**Task requirements**:
Count, in the entries, the lines with "flatten". Answer with the number only.

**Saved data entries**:
╭──
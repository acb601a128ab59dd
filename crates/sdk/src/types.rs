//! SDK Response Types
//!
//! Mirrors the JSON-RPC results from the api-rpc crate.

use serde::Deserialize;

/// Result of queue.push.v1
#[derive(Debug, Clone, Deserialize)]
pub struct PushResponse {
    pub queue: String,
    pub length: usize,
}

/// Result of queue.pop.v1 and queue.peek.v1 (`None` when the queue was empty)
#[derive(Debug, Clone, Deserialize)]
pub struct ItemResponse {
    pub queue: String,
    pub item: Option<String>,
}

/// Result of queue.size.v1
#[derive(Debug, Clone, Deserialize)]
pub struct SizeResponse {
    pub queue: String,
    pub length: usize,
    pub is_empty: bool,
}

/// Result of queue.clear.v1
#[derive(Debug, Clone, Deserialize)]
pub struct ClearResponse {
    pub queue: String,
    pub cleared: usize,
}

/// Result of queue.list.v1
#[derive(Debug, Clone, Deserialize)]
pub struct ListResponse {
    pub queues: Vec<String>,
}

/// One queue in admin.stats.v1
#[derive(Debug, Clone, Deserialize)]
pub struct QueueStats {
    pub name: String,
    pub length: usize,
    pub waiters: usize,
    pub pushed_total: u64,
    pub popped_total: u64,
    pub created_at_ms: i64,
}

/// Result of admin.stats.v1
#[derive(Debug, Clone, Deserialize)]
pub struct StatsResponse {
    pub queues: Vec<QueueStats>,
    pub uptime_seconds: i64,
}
╰──
╭──
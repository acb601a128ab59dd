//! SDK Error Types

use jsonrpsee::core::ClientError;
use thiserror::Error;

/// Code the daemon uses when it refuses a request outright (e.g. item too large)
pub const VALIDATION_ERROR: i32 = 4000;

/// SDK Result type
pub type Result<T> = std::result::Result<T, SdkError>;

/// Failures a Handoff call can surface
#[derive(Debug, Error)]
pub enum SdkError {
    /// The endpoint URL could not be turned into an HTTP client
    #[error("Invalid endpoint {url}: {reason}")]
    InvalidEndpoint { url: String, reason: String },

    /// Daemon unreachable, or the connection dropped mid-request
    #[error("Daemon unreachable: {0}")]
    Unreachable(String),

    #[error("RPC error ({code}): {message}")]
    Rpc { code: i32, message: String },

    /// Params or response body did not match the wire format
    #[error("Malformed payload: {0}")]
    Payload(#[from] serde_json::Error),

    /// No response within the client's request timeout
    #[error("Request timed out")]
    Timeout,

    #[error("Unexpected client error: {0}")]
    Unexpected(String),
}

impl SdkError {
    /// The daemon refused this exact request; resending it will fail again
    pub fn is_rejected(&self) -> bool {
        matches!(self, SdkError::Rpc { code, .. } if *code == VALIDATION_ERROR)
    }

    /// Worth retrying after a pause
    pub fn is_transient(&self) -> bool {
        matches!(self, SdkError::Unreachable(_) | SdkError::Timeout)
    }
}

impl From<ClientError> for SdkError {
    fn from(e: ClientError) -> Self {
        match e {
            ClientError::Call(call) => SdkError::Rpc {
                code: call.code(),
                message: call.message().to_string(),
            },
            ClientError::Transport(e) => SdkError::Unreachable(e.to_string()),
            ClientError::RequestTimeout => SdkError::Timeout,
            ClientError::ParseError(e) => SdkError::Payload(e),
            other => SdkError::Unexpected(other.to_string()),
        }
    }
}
╰──
╭──
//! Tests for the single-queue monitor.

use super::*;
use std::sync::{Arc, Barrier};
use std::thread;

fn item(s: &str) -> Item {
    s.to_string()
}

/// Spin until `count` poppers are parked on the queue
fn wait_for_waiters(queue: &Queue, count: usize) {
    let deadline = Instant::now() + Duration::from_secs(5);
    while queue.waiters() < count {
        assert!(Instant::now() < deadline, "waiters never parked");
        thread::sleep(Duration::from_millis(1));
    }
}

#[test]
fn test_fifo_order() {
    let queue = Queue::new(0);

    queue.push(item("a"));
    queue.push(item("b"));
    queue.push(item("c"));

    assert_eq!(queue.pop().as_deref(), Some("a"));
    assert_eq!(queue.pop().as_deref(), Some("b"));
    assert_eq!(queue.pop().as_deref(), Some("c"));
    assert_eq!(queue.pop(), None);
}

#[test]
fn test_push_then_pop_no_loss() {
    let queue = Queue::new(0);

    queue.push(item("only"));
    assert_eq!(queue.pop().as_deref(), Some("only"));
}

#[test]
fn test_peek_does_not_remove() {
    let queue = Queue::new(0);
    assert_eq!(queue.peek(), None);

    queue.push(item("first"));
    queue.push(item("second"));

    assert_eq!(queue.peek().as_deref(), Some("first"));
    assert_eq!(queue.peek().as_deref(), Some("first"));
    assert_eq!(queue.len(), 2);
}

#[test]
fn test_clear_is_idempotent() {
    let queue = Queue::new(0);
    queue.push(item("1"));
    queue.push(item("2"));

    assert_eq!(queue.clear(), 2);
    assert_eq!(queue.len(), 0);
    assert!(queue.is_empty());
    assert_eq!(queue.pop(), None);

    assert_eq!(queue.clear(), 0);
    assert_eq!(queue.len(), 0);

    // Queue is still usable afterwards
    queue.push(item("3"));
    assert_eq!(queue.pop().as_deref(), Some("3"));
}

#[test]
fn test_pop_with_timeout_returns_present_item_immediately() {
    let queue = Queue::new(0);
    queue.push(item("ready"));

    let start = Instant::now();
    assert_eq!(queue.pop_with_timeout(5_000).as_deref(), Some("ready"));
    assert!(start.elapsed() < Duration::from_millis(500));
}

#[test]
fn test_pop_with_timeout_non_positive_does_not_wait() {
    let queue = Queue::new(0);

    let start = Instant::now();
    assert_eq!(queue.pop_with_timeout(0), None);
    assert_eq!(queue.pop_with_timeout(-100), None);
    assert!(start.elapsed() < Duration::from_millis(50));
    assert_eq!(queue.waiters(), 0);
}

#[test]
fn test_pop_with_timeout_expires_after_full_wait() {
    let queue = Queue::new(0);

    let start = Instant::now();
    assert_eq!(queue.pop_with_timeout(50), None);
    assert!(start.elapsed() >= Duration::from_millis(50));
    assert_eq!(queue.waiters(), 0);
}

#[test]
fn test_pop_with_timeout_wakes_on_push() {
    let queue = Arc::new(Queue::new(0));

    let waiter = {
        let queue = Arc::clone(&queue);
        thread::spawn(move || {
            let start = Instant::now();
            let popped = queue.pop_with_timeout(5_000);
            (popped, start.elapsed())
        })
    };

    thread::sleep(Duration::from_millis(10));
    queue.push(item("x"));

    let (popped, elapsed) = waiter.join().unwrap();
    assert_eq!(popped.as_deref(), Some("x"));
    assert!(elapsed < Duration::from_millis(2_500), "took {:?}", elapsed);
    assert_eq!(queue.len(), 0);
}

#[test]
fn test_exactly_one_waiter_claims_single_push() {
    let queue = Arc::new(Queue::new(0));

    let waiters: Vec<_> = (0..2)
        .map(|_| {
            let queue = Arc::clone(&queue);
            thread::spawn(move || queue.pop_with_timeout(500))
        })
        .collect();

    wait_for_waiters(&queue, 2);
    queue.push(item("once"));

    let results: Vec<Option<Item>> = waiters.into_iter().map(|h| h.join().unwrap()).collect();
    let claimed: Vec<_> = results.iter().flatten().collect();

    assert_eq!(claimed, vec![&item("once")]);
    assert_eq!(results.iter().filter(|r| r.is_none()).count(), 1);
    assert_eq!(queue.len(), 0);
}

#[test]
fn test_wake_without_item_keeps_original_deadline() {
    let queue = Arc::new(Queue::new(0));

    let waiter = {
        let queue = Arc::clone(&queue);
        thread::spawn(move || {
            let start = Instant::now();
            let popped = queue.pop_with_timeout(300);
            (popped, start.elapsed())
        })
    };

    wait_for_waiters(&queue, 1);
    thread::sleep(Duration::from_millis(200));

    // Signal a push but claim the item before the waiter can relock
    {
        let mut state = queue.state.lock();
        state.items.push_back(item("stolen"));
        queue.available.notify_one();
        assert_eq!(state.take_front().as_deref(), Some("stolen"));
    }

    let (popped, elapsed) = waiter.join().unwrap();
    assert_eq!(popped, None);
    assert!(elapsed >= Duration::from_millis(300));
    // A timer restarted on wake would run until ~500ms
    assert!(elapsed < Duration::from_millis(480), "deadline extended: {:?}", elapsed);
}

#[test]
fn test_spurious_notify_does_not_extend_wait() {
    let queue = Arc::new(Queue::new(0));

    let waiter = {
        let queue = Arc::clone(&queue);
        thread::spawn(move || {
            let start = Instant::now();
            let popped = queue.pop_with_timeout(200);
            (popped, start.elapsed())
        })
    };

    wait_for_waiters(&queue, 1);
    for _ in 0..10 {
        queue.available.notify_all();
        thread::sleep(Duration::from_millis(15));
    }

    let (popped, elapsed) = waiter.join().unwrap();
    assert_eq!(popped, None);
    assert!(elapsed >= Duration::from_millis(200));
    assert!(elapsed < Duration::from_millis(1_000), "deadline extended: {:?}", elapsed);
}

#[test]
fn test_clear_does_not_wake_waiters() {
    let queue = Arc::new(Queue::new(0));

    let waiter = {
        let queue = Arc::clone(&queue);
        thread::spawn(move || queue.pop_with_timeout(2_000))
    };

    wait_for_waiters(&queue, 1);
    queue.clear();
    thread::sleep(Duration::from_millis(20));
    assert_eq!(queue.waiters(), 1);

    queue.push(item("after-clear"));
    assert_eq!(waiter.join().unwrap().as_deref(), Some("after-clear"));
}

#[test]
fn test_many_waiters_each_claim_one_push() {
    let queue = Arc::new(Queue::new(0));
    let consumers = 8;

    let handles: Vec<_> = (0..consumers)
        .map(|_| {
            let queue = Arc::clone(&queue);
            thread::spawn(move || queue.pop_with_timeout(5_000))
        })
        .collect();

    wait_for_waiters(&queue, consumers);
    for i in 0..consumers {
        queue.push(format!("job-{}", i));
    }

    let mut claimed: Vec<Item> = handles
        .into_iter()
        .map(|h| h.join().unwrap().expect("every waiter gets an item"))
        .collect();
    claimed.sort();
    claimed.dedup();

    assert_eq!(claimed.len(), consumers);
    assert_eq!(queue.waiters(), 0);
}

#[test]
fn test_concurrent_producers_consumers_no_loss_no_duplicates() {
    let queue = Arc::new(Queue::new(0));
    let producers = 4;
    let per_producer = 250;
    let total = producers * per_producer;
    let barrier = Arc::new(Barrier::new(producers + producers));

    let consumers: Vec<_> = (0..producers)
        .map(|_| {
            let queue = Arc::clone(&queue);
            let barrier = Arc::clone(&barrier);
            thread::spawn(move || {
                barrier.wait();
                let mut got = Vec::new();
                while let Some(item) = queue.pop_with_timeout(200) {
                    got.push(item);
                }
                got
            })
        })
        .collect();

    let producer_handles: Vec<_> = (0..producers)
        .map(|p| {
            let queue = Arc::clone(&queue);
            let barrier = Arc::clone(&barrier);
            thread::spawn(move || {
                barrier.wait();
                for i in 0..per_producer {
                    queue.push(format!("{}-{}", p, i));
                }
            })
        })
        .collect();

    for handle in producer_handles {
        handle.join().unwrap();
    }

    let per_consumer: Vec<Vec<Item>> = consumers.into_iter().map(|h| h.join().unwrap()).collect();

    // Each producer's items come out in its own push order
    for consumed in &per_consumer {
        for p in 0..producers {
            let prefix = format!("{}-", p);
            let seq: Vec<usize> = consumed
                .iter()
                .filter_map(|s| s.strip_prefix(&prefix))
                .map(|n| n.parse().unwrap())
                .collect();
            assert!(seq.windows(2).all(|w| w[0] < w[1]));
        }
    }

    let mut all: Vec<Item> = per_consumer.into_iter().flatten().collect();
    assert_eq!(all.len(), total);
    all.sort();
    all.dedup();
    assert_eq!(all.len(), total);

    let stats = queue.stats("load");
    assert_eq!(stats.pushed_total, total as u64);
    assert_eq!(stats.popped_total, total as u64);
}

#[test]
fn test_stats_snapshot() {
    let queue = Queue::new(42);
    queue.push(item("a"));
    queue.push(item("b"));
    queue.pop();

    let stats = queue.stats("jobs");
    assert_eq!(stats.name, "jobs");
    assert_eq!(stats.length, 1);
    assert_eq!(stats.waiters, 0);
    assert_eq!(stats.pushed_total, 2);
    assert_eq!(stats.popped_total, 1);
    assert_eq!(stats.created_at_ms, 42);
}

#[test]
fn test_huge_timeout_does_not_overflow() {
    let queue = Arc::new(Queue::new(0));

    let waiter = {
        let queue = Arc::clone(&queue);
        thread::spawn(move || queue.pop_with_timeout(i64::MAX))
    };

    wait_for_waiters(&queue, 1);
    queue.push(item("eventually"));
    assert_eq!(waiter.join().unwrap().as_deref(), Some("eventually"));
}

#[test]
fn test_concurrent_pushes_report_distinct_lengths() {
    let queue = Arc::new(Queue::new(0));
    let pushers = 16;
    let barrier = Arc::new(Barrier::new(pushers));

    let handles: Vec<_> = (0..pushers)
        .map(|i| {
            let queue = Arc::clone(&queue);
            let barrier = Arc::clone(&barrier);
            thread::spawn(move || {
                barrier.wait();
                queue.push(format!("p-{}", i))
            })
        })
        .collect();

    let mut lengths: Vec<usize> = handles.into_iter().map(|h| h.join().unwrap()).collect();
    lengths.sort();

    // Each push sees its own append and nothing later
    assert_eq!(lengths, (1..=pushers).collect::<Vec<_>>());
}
╰──
**Answer box**:
2